Unlike another ovarian cancer drug AstraZeneca’s Lynparza (olaparib), Zejula can be used regardless of BRCA -- breast cancer gene 1, 2 -- mutation. Zejula’s merit can bring a sea change in the domestic ovarian cancer treatment market, experts said.
Zejula won the nod from the Ministry of Food and Drug Safety as “a single maintenance therapy for adults with platinum-sensitive recurrent high grade serous ovarian cancer (including fallopian tube cancer or primary peritoneal cancer), who responded to a secondary or more platinum-based therapy.”
Lynparza obtained the license in the same treatment stage in 2015 and became reimbursable in 2017. It can be used only for patients who are BRCA mutation-positive, whereas Zejula is available regardless of the patient’s BRCA mutation.
In general, only about 15 percent of ovarian cancer patients are BRCA mutation-positive in Korea. The rest 85 percent could not get access to PARP inhibitor therapy. However, Zejula moved an inch toward getting insurance benefit as it recently passed the drug reimbursement evaluation committee’s review.
AstraZeneca is reportedly seeking an expansion of indication of Lynparza as maintenance therapy for the first-line treatment of ovarian cancer. Given Lynparza was developed as the first PARP inhibitor, the drug has an indication for both as maintenance therapy for the first-line treatment of ovarian cancer and treatment for breast cancer in other countries.
AstraZeneca recently changed Lynparza capsules into tablets and discontinued the sale of Lynparza capsules permanently in August. In Korea, the drugmaker is seeking to change capsules to tablets in approval conditions as it tries to expand Lynparza’s indication, news reports said.

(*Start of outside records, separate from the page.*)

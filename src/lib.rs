// Library surface for headless/integration tests and reuse.
// Keep this lean to avoid coupling to bin-only types in main.rs.
pub mod app_dirs;
pub mod celebration;
pub mod config;
pub mod difficulty;
pub mod error;
pub mod game;
pub mod highscore;
pub mod runtime;
pub mod session;
pub mod tasks;
pub mod timer;

pub use error::{Error, Result};
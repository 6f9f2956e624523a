use chrono::{DateTime, Local};
use rusqlite::{params, Connection};
use serde::Serialize;
use std::io;
use std::path::Path;
use std::sync::{Arc, Mutex};

use crate::error::Result;
use crate::session::WorkoutSummary;

pub const TASK_CATEGORY: &str = "other";
pub const TASK_PRIORITY: &str = "medium";
pub const TASK_STATUS: &str = "completed";

/// Receives one summary per finished workout.
pub trait WorkoutRecorder {
    fn record(&mut self, summary: &WorkoutSummary) -> Result<()>;
}

/// A finished workout as stored in the task log
#[derive(Debug, Clone, PartialEq, Serialize)]
pub struct TaskRecord {
    pub id: Option<i64>,
    pub title: String,
    pub description: String,
    pub category: String,
    pub priority: String,
    pub status: String,
    pub difficulty: String,
    pub score: u64,
    pub hits: u32,
    pub misses: u32,
    pub best_combo: u32,
    pub created_at: DateTime<Local>,
}

impl TaskRecord {
    pub fn from_summary(summary: &WorkoutSummary, created_at: DateTime<Local>) -> Self {
        Self {
            id: None,
            title: summary.title(),
            description: summary.description(),
            category: TASK_CATEGORY.to_string(),
            priority: TASK_PRIORITY.to_string(),
            status: TASK_STATUS.to_string(),
            difficulty: summary.difficulty.to_string().to_lowercase(),
            score: summary.score,
            hits: summary.hits,
            misses: summary.misses,
            best_combo: summary.best_combo,
            created_at,
        }
    }
}

/// SQLite-backed workout log
#[derive(Debug)]
pub struct TaskLog {
    conn: Connection,
}

impl TaskLog {
    /// Open (or create) the log at `path`, creating parent directories.
    pub fn open<P: AsRef<Path>>(path: P) -> Result<Self> {
        let path = path.as_ref();
        if let Some(parent) = path.parent() {
            std::fs::create_dir_all(parent)?;
        }
        let conn = Connection::open(path)?;
        Self::init(conn)
    }

    pub fn in_memory() -> Result<Self> {
        Self::init(Connection::open_in_memory()?)
    }

    fn init(conn: Connection) -> Result<Self> {
        conn.execute(
            r#"
            CREATE TABLE IF NOT EXISTS tasks (
                id INTEGER PRIMARY KEY AUTOINCREMENT,
                title TEXT NOT NULL,
                description TEXT NOT NULL,
                category TEXT NOT NULL,
                priority TEXT NOT NULL,
                status TEXT NOT NULL,
                difficulty TEXT NOT NULL,
                score INTEGER NOT NULL,
                hits INTEGER NOT NULL,
                misses INTEGER NOT NULL,
                best_combo INTEGER NOT NULL,
                created_at TEXT NOT NULL
            )
            "#,
            [],
        )?;

        conn.execute(
            "CREATE INDEX IF NOT EXISTS idx_tasks_created_at ON tasks(created_at)",
            [],
        )?;

        Ok(TaskLog { conn })
    }

    pub fn insert(&self, task: &TaskRecord) -> Result<i64> {
        self.conn.execute(
            r#"
            INSERT INTO tasks
            (title, description, category, priority, status, difficulty,
             score, hits, misses, best_combo, created_at)
            VALUES (?1, ?2, ?3, ?4, ?5, ?6, ?7, ?8, ?9, ?10, ?11)
            "#,
            params![
                task.title,
                task.description,
                task.category,
                task.priority,
                task.status,
                task.difficulty,
                task.score as i64,
                task.hits,
                task.misses,
                task.best_combo,
                task.created_at.to_rfc3339(),
            ],
        )?;
        Ok(self.conn.last_insert_rowid())
    }

    /// Most recent workouts first.
    pub fn recent(&self, limit: usize) -> Result<Vec<TaskRecord>> {
        let mut stmt = self.conn.prepare(
            r#"
            SELECT id, title, description, category, priority, status, difficulty,
                   score, hits, misses, best_combo, created_at
            FROM tasks
            ORDER BY created_at DESC, id DESC
            LIMIT ?1
            "#,
        )?;

        let rows = stmt.query_map([limit as i64], |row| {
            let created_at: String = row.get(11)?;
            let created_at = DateTime::parse_from_rfc3339(&created_at)
                .map_err(|e| {
                    rusqlite::Error::FromSqlConversionFailure(
                        11,
                        rusqlite::types::Type::Text,
                        Box::new(e),
                    )
                })?
                .with_timezone(&Local);

            Ok(TaskRecord {
                id: Some(row.get(0)?),
                title: row.get(1)?,
                description: row.get(2)?,
                category: row.get(3)?,
                priority: row.get(4)?,
                status: row.get(5)?,
                difficulty: row.get(6)?,
                score: row.get::<_, i64>(7)?.max(0) as u64,
                hits: row.get(8)?,
                misses: row.get(9)?,
                best_combo: row.get(10)?,
                created_at,
            })
        })?;

        let mut tasks = Vec::new();
        for task in rows {
            tasks.push(task?);
        }
        Ok(tasks)
    }

    pub fn count(&self) -> Result<u64> {
        let n: i64 = self
            .conn
            .query_row("SELECT COUNT(*) FROM tasks", [], |row| row.get(0))?;
        Ok(n.max(0) as u64)
    }

    pub fn best_score(&self) -> Result<Option<u64>> {
        let best: Option<i64> = self
            .conn
            .query_row("SELECT MAX(score) FROM tasks", [], |row| row.get(0))?;
        Ok(best.map(|s| s.max(0) as u64))
    }
}

impl WorkoutRecorder for TaskLog {
    fn record(&mut self, summary: &WorkoutSummary) -> Result<()> {
        let id = self.insert(&TaskRecord::from_summary(summary, Local::now()))?;
        tracing::debug!(id, score = summary.score, "workout recorded");
        Ok(())
    }
}

/// Write `tasks` as CSV with a header row.
pub fn write_csv<W: io::Write>(tasks: &[TaskRecord], writer: W) -> Result<()> {
    let mut wtr = csv::Writer::from_writer(writer);
    for task in tasks {
        wtr.serialize(task)?;
    }
    wtr.flush()?;
    Ok(())
}

/// Recorder that keeps summaries in memory. Clones share the same list.
#[derive(Debug, Clone, Default)]
pub struct MemoryRecorder {
    recorded: Arc<Mutex<Vec<WorkoutSummary>>>,
}

impl MemoryRecorder {
    pub fn new() -> Self {
        Self::default()
    }

    pub fn recorded(&self) -> Vec<WorkoutSummary> {
        self.recorded
            .lock()
            .map(|r| r.clone())
            .unwrap_or_default()
    }
}

impl WorkoutRecorder for MemoryRecorder {
    fn record(&mut self, summary: &WorkoutSummary) -> Result<()> {
        if let Ok(mut recorded) = self.recorded.lock() {
            recorded.push(summary.clone());
        }
        Ok(())
    }
}

#[cfg(test)]
mod tests {
    use super::*;
    use crate::difficulty::Difficulty;
    use chrono::Duration;
    use tempfile::tempdir;

    fn summary(score: u64) -> WorkoutSummary {
        WorkoutSummary {
            difficulty: Difficulty::Hard,
            score,
            hits: 5,
            misses: 3,
            best_combo: 4,
            new_record: false,
        }
    }

    #[test]
    fn record_builds_task_fields() {
        let task = TaskRecord::from_summary(&summary(321), Local::now());
        assert_eq!(task.title, "Rep Challenge - Score: 321");
        assert_eq!(task.description, "Reps: 5, Misses: 3, Best Combo: 4");
        assert_eq!(task.category, "other");
        assert_eq!(task.priority, "medium");
        assert_eq!(task.status, "completed");
        assert_eq!(task.difficulty, "hard");
    }

    #[test]
    fn recorded_workouts_come_back_newest_first() {
        let log = TaskLog::in_memory().unwrap();
        let now = Local::now();
        log.insert(&TaskRecord::from_summary(&summary(100), now - Duration::minutes(5)))
            .unwrap();
        log.insert(&TaskRecord::from_summary(&summary(200), now))
            .unwrap();

        let tasks = log.recent(10).unwrap();
        assert_eq!(tasks.len(), 2);
        assert_eq!(tasks[0].score, 200);
        assert_eq!(tasks[1].score, 100);
        assert!(tasks[0].id.is_some());
        assert_eq!(log.count().unwrap(), 2);
        assert_eq!(log.best_score().unwrap(), Some(200));
    }

    #[test]
    fn recent_respects_limit() {
        let mut log = TaskLog::in_memory().unwrap();
        for score in [10, 20, 30] {
            log.record(&summary(score)).unwrap();
        }
        assert_eq!(log.recent(2).unwrap().len(), 2);
    }

    #[test]
    fn empty_log_has_no_best_score() {
        let log = TaskLog::in_memory().unwrap();
        assert_eq!(log.count().unwrap(), 0);
        assert_eq!(log.best_score().unwrap(), None);
    }

    #[test]
    fn log_persists_across_reopen() {
        let dir = tempdir().unwrap();
        let path = dir.path().join("state").join("workouts.db");
        {
            let mut log = TaskLog::open(&path).unwrap();
            log.record(&summary(77)).unwrap();
        }
        let log = TaskLog::open(&path).unwrap();
        assert_eq!(log.recent(1).unwrap()[0].score, 77);
    }

    #[test]
    fn csv_export_has_header_and_rows() {
        let task = TaskRecord::from_summary(&summary(150), Local::now());
        let mut out = Vec::new();
        write_csv(&[task], &mut out).unwrap();

        let text = String::from_utf8(out).unwrap();
        let mut lines = text.lines();
        let header = lines.next().unwrap();
        assert!(header.starts_with("id,title,description,category"));
        let row = lines.next().unwrap();
        assert!(row.contains("Rep Challenge - Score: 150"));
        assert!(lines.next().is_none());
    }
}
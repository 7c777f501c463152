/// Crate-level error types for anchorstat diagnostics.
use std::path::PathBuf;

/// All errors in anchorstat carry enough context to produce a useful
/// diagnostic without a debugger. Each variant names the file, identifier,
/// or reason for failure.
#[allow(clippy::error_impl_error, reason = "crate-internal error type in binary")]
#[derive(Debug, thiserror::Error)]
pub enum Error {
    /// The corpus root does not exist or is not a directory.
    #[error("corpus root not found: {}", path.display())]
    CorpusNotFound {
        /// Path that was given as the corpus root.
        path: PathBuf,
    },

    /// The same anchor identifier is declared more than once in the corpus.
    /// Fatal: downstream classification assumes a total, unambiguous
    /// anchor-to-document mapping.
    #[error(
        "duplicate anchor `{id}`: declared in {} and {}",
        first.display(),
        second.display()
    )]
    DuplicateAnchor {
        /// Document that declared the identifier first.
        first: PathBuf,
        /// The identifier declared twice.
        id: String,
        /// Document holding the conflicting declaration.
        second: PathBuf,
    },

    /// Underlying I/O error from the filesystem.
    #[error("io: {0}")]
    Io(
        /// The wrapped I/O error.
        #[from]
        std::io::Error,
    ),

    /// TOML deserialization failed.
    #[error("toml deserialize: {0}")]
    TomlDe(
        /// The wrapped TOML deserialization error.
        #[from]
        toml::de::Error,
    ),
}
use std::path::Path;

use crate::error::Error;

/// Project configuration loaded from `.anchorstat.toml`.
/// Include/exclude patterns are path prefixes applied to markdown documents;
/// thresholds feed the report filters.
pub struct Config {
    exclude: Vec<String>,
    include: Vec<String>,
    /// Minimum line count for a document to appear in the size-gated reports.
    pub min_lines: u64,
    /// Minimum incoming reference count for the reference-gated reports.
    pub min_refs: u32,
}

/// Raw TOML structure for `.anchorstat.toml`.
#[derive(serde::Deserialize)]
struct AnchorstatTomlConfig {
    #[serde(default)]
    exclude: Vec<String>,
    #[serde(default)]
    include: Vec<String>,
    #[serde(default = "default_min_lines")]
    min_lines: u64,
    #[serde(default = "default_min_refs")]
    min_refs: u32,
}

/// Default line-count threshold for Reports A and B.
fn default_min_lines() -> u64 {
    return 200;
}

/// Default incoming-reference threshold for Reports A and B.
fn default_min_refs() -> u32 {
    return 3;
}

impl Config {
    /// Load config from `.anchorstat.toml` in the given corpus root.
    /// Returns defaults if the file doesn't exist.
    /// Returns an error if the file exists but is malformed — never silently
    /// falls back to defaults when the user wrote a config file.
    ///
    /// # Errors
    ///
    /// Returns `Error::Io` if reading fails (other than not-found),
    /// or `Error::TomlDe` if the TOML is malformed.
    pub fn load(root: &Path) -> Result<Self, Error> {
        let path = root.join(".anchorstat.toml");
        let content = match std::fs::read_to_string(&path) {
            Ok(c) => c,
            Err(e) if e.kind() == std::io::ErrorKind::NotFound => return Ok(Self::defaults()),
            Err(e) => return Err(Error::Io(e)),
        };

        let raw: AnchorstatTomlConfig = toml::from_str(&content)?;
        Ok(Self {
            exclude: raw.exclude,
            include: raw.include,
            min_lines: raw.min_lines,
            min_refs: raw.min_refs,
        })
    }

    /// Default config: scan everything, stock thresholds.
    pub fn defaults() -> Self {
        Self {
            exclude: Vec::new(),
            include: Vec::new(),
            min_lines: default_min_lines(),
            min_refs: default_min_refs(),
        }
    }

    /// Check whether a document path should be scanned.
    ///
    /// A path is included if no include patterns are set (scan everything),
    /// or if the path starts with at least one include pattern.
    /// An included path is then excluded if it starts with any exclude pattern.
    pub fn should_scan(&self, relative_path: &str) -> bool {
        let included = self.include.is_empty()
            || self.include.iter().any(|p| relative_path.starts_with(p.as_str()));

        if !included {
            return false;
        }

        !self.exclude.iter().any(|p| relative_path.starts_with(p.as_str()))
    }
}
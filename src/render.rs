//! Report rendering: markdown tables for the terminal, JSON for tooling.

use std::fmt::Write as _;

use serde::Serialize;

use crate::reports::ReportSet;

/// Corpus-wide totals shown under the reports and carried in JSON output.
#[derive(Debug, Clone, Serialize)]
pub struct Summary {
    /// Total anchors declared in the corpus.
    pub num_anchors: usize,
    /// Total dangling reference records.
    pub num_dangling_references: usize,
    /// Total documents scanned.
    pub num_documents: usize,
    /// Total reference records.
    pub num_references: usize,
}

/// Combined JSON payload for `analyze --json`.
#[derive(Serialize)]
struct AnalyzeJson<'a> {
    reports: &'a ReportSet,
    summary: &'a Summary,
    version: String,
}

// ── Markdown output ───────────────────────────────────────────────────

/// Render all three reports as markdown tables followed by the summary.
pub fn render_markdown(reports: &ReportSet, summary: &Summary) -> String {
    let mut out = String::new();

    out.push_str("# Single anchor under reference pressure\n\n");
    if reports.single_anchor.is_empty() {
        out.push_str("(no rows)\n");
    } else {
        out.push_str("| document | refs | lines | score |\n");
        out.push_str("|----------|------|-------|-------|\n");
        for row in &reports.single_anchor {
            let _ = writeln!(
                out,
                "| {} | {} | {} | {} |",
                row.document.display(),
                row.num_references,
                row.num_lines,
                row.score
            );
        }
    }

    out.push_str("\n# Partially adopted anchor granularity\n\n");
    if reports.partial_adoption.is_empty() {
        out.push_str("(no rows)\n");
    } else {
        out.push_str("| document | refs | lines | anchors | referenced | pct |\n");
        out.push_str("|----------|------|-------|---------|------------|-----|\n");
        for row in &reports.partial_adoption {
            let _ = writeln!(
                out,
                "| {} | {} | {} | {} | {} | {:.2} |",
                row.document.display(),
                row.num_references,
                row.num_lines,
                row.num_anchors,
                row.num_anchors_referenced,
                row.pct_anchors_referenced
            );
        }
    }

    out.push_str("\n# Single referenced anchor despite candidates\n\n");
    if reports.lone_anchor.is_empty() {
        out.push_str("(no rows)\n");
    } else {
        out.push_str("| document | refs | anchors | anchor | score |\n");
        out.push_str("|----------|------|---------|--------|-------|\n");
        for row in &reports.lone_anchor {
            let _ = writeln!(
                out,
                "| {} | {} | {} | {} | {} |",
                row.document.display(),
                row.num_references,
                row.num_anchors,
                row.referenced_anchor,
                row.score
            );
        }
    }

    let _ = write!(
        out,
        "\n{} documents, {} anchors, {} references, {} dangling\n",
        summary.num_documents,
        summary.num_anchors,
        summary.num_references,
        summary.num_dangling_references
    );
    return out;
}

// ── JSON output ───────────────────────────────────────────────────────

/// Render reports and summary as one pretty-printed JSON object.
pub fn render_json(reports: &ReportSet, summary: &Summary) -> String {
    let payload = AnalyzeJson {
        reports,
        summary,
        version: env!("CARGO_PKG_VERSION").to_string(),
    };
    // serde_json::to_string_pretty won't fail on this structure.
    return serde_json::to_string_pretty(&payload).unwrap_or_default();
}
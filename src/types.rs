/// Core domain types for anchorstat anchors, references, and metrics.
use std::path::PathBuf;

/// A declared, addressable identifier inside a document.
/// Parsed from kramdown-style `{#id}` attributes by the scanner.
#[derive(Debug, Clone)]
pub struct Anchor {
    /// Global declaration sequence number across the whole corpus.
    /// The lowest-numbered anchor of a document is its page-level anchor.
    pub declaration_order: u32,
    /// Document that declares this anchor.
    pub document: PathBuf,
    /// The anchor identifier. Unique across the entire corpus.
    pub id: String,
}

/// One occurrence of a link to an anchor identifier.
/// Repeats are distinct records since reference count is a scoring input.
#[derive(Debug, Clone)]
pub struct Reference {
    /// Document containing the link.
    pub source: PathBuf,
    /// Anchor identifier the link points at.
    pub target_id: String,
}

/// How a reference resolves against the global anchor map.
#[derive(Debug, Clone, Copy, PartialEq, Eq)]
pub enum RefKind {
    /// The target identifier matches no declared anchor anywhere.
    Dangling,
    /// The target anchor is owned by a different document.
    External,
    /// The target anchor is owned by the source document itself.
    Internal,
}

/// A reference together with its resolution result.
#[derive(Debug, Clone)]
pub struct ClassifiedReference {
    /// Resolution outcome against the anchor map.
    pub kind: RefKind,
    /// Document owning the target anchor, if the target resolved.
    pub owner: Option<PathBuf>,
    /// The underlying reference occurrence.
    pub reference: Reference,
}

/// Raw extraction output for one document: everything the index needs,
/// nothing resolved yet.
#[derive(Debug, Clone)]
pub struct DocumentScan {
    /// Anchor identifiers in document order, repeats preserved.
    pub anchors: Vec<String>,
    /// Number of lines in the document's text content.
    pub line_count: u64,
    /// Corpus-relative path of the document.
    pub path: PathBuf,
    /// Reference target identifiers in document order, one per occurrence.
    pub targets: Vec<String>,
}

/// Per-document counters derived from the cross-reference index.
/// Recomputed in full every run; every known document gets a row.
#[derive(Debug, Clone, serde::Serialize)]
pub struct FileMetrics {
    /// Corpus-relative path of the document.
    pub document: PathBuf,
    /// Distinct anchors declared in this document.
    pub num_anchors: u32,
    /// Anchors of this document that are never a reference target.
    pub num_anchors_not_referenced: u32,
    /// Anchors of this document that are a reference target somewhere.
    pub num_anchors_referenced: u32,
    /// Referenced anchors with at least one external referencing link.
    pub num_anchors_referenced_external: u32,
    /// Referenced anchors with at least one internal referencing link.
    pub num_anchors_referenced_internal: u32,
    /// Distinct target identifiers referenced from this document.
    pub num_distinct_links: u32,
    /// Distinct dangling target identifiers referenced from this document.
    pub num_distinct_links_dangling: u32,
    /// Distinct externally-resolving targets referenced from this document.
    pub num_distinct_links_external: u32,
    /// Distinct internally-resolving targets referenced from this document.
    pub num_distinct_links_internal: u32,
    /// Line count of the document, used as a size proxy in scoring.
    pub num_lines: u64,
    /// Count of references originating from this document.
    pub num_links: u32,
    /// Outgoing references whose target resolves to no anchor.
    pub num_links_dangling: u32,
    /// Outgoing references resolving to an anchor in another document.
    pub num_links_external: u32,
    /// Outgoing references resolving to an anchor in this document.
    pub num_links_internal: u32,
    /// Count of references into this document's anchors, from anywhere.
    pub num_references: u32,
    /// Incoming references originating in other documents.
    pub num_references_external: u32,
    /// Incoming references originating in this document itself.
    pub num_references_internal: u32,
}

impl FileMetrics {
    /// An all-zero row for a document known only by path and size.
    pub fn empty(document: PathBuf, num_lines: u64) -> Self {
        return Self {
            document,
            num_anchors: 0,
            num_anchors_not_referenced: 0,
            num_anchors_referenced: 0,
            num_anchors_referenced_external: 0,
            num_anchors_referenced_internal: 0,
            num_distinct_links: 0,
            num_distinct_links_dangling: 0,
            num_distinct_links_external: 0,
            num_distinct_links_internal: 0,
            num_lines,
            num_links: 0,
            num_links_dangling: 0,
            num_links_external: 0,
            num_links_internal: 0,
            num_references: 0,
            num_references_external: 0,
            num_references_internal: 0,
        };
    }
}
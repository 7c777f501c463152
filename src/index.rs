//! Global cross-reference index: anchor ownership, uniqueness enforcement,
//! and reference classification.

use std::collections::{BTreeMap, HashMap};
use std::path::{Path, PathBuf};

use crate::error::Error;
use crate::types::{Anchor, ClassifiedReference, DocumentScan, RefKind, Reference};

/// The corpus-wide anchor map plus every classified reference.
/// Built once per run, immutable afterwards; all aggregation and reporting
/// stages read this through its projections.
#[derive(Debug)]
pub struct CrossRefIndex {
    /// Anchors grouped by owning document, in declaration order.
    anchors_by_doc: HashMap<PathBuf, Vec<Anchor>>,
    /// Dangling target identifiers mapped to the first document that used them.
    dangling_by_id: BTreeMap<String, PathBuf>,
    /// Every known document mapped to its line count. Total: a document with
    /// no anchors and no references still has an entry here.
    documents: BTreeMap<PathBuf, u64>,
    /// The global anchor-identifier-to-owning-document mapping.
    owner_by_id: HashMap<String, PathBuf>,
    /// All classified reference records, corpus-wide, in scan order.
    references: Vec<ClassifiedReference>,
    /// Indices into `references` keyed by source document.
    refs_from: HashMap<PathBuf, Vec<usize>>,
    /// Indices into `references` keyed by target identifier.
    refs_to: HashMap<String, Vec<usize>>,
}

impl CrossRefIndex {
    /// Build the index from per-document scans.
    ///
    /// All anchor insertions complete (and the uniqueness check passes)
    /// before any reference is resolved — resolution needs the complete
    /// global anchor map.
    ///
    /// # Errors
    ///
    /// Returns `Error::DuplicateAnchor` if any identifier is declared more
    /// than once anywhere in the corpus, including twice in one document.
    pub fn build(scans: &[DocumentScan]) -> Result<Self, Error> {
        let mut anchors_by_doc: HashMap<PathBuf, Vec<Anchor>> = HashMap::new();
        let mut documents: BTreeMap<PathBuf, u64> = BTreeMap::new();
        let mut owner_by_id: HashMap<String, PathBuf> = HashMap::new();
        let mut declaration_order = 0_u32;

        for scan in scans {
            documents.insert(scan.path.clone(), scan.line_count);

            for id in &scan.anchors {
                if let Some(first) = owner_by_id.get(id) {
                    return Err(Error::DuplicateAnchor {
                        first: first.clone(),
                        id: id.clone(),
                        second: scan.path.clone(),
                    });
                }
                owner_by_id.insert(id.clone(), scan.path.clone());
                anchors_by_doc.entry(scan.path.clone()).or_default().push(Anchor {
                    declaration_order,
                    document: scan.path.clone(),
                    id: id.clone(),
                });
                declaration_order = declaration_order.saturating_add(1);
            }
        }

        let mut dangling_by_id: BTreeMap<String, PathBuf> = BTreeMap::new();
        let mut references: Vec<ClassifiedReference> = Vec::new();
        let mut refs_from: HashMap<PathBuf, Vec<usize>> = HashMap::new();
        let mut refs_to: HashMap<String, Vec<usize>> = HashMap::new();

        for scan in scans {
            for target_id in &scan.targets {
                let owner = owner_by_id.get(target_id).cloned();
                let kind = match &owner {
                    Some(doc) if *doc == scan.path => RefKind::Internal,
                    Some(_) => RefKind::External,
                    None => RefKind::Dangling,
                };
                if kind == RefKind::Dangling {
                    dangling_by_id
                        .entry(target_id.clone())
                        .or_insert_with(|| scan.path.clone());
                }

                let idx = references.len();
                refs_from.entry(scan.path.clone()).or_default().push(idx);
                refs_to.entry(target_id.clone()).or_default().push(idx);
                references.push(ClassifiedReference {
                    kind,
                    owner,
                    reference: Reference {
                        source: scan.path.clone(),
                        target_id: target_id.clone(),
                    },
                });
            }
        }

        return Ok(Self {
            anchors_by_doc,
            dangling_by_id,
            documents,
            owner_by_id,
            references,
            refs_from,
            refs_to,
        });
    }

    /// Anchors declared by `document`, in declaration order.
    pub fn anchors_of(&self, document: &Path) -> &[Anchor] {
        return self.anchors_by_doc.get(document).map_or(&[], Vec::as_slice);
    }

    /// Total number of anchors declared in the corpus.
    pub fn anchor_count(&self) -> usize {
        return self.owner_by_id.len();
    }

    /// Dangling target identifiers, each with the first document that used it.
    /// Sorted by identifier so warning output is stable.
    pub fn dangling_ids(&self) -> &BTreeMap<String, PathBuf> {
        return &self.dangling_by_id;
    }

    /// Number of dangling reference records corpus-wide (occurrences, not
    /// distinct identifiers).
    pub fn dangling_reference_count(&self) -> usize {
        return self
            .references
            .iter()
            .filter(|r| r.kind == RefKind::Dangling)
            .count();
    }

    /// Every known document with its line count, path-sorted.
    /// Includes documents with zero anchors and zero references.
    pub fn documents(&self) -> impl Iterator<Item = (&PathBuf, u64)> {
        return self.documents.iter().map(|(path, lines)| (path, *lines));
    }

    /// Total number of reference records in the corpus.
    pub fn reference_count(&self) -> usize {
        return self.references.len();
    }

    /// All classified references originating from `document`, in document order.
    pub fn references_from(&self, document: &Path) -> Vec<&ClassifiedReference> {
        return self
            .refs_from
            .get(document)
            .map_or_else(Vec::new, |indices| {
                indices.iter().filter_map(|&i| self.references.get(i)).collect()
            });
    }

    /// All classified references targeting the anchor `id`.
    pub fn references_to(&self, id: &str) -> Vec<&ClassifiedReference> {
        return self.refs_to.get(id).map_or_else(Vec::new, |indices| {
            indices.iter().filter_map(|&i| self.references.get(i)).collect()
        });
    }
}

Even if AstraZeneca gains the nod for Lynparza as the maintenance therapy for the first-line treatment, however, it will have minimal impact on Zejula, observers said. This is because Zejula is likely to get insurance benefit after improving progression-free survival (PFS) in a study on the first-line maintenance treatment, they said.
GSK disclosed topline results of a phase-3 PRIMA on July 15, announcing that Zejula met the primary endpoint as the maintenance therapy in the first-line treatment for ovarian cancer.
The company said Zejula showed improvement in PFS for patients regardless of their biomarker status such as BRCA mutation.
Zejula is the only medicine among four PARP inhibitors that can be used regardless of BRCA mutation. If it pulls off getting an expanded indication for maintenance therapy for the first-line treatment for ovarian cancer, it is likely to change the dynamics of the ovarian cancer treatment market, analysts said.
Takeda has the sales rights of Zejula in Korea, whereas GSK owns the sales rights of the drug around the globe, except for Japan, Korea, Taiwan, Russia, and Australia.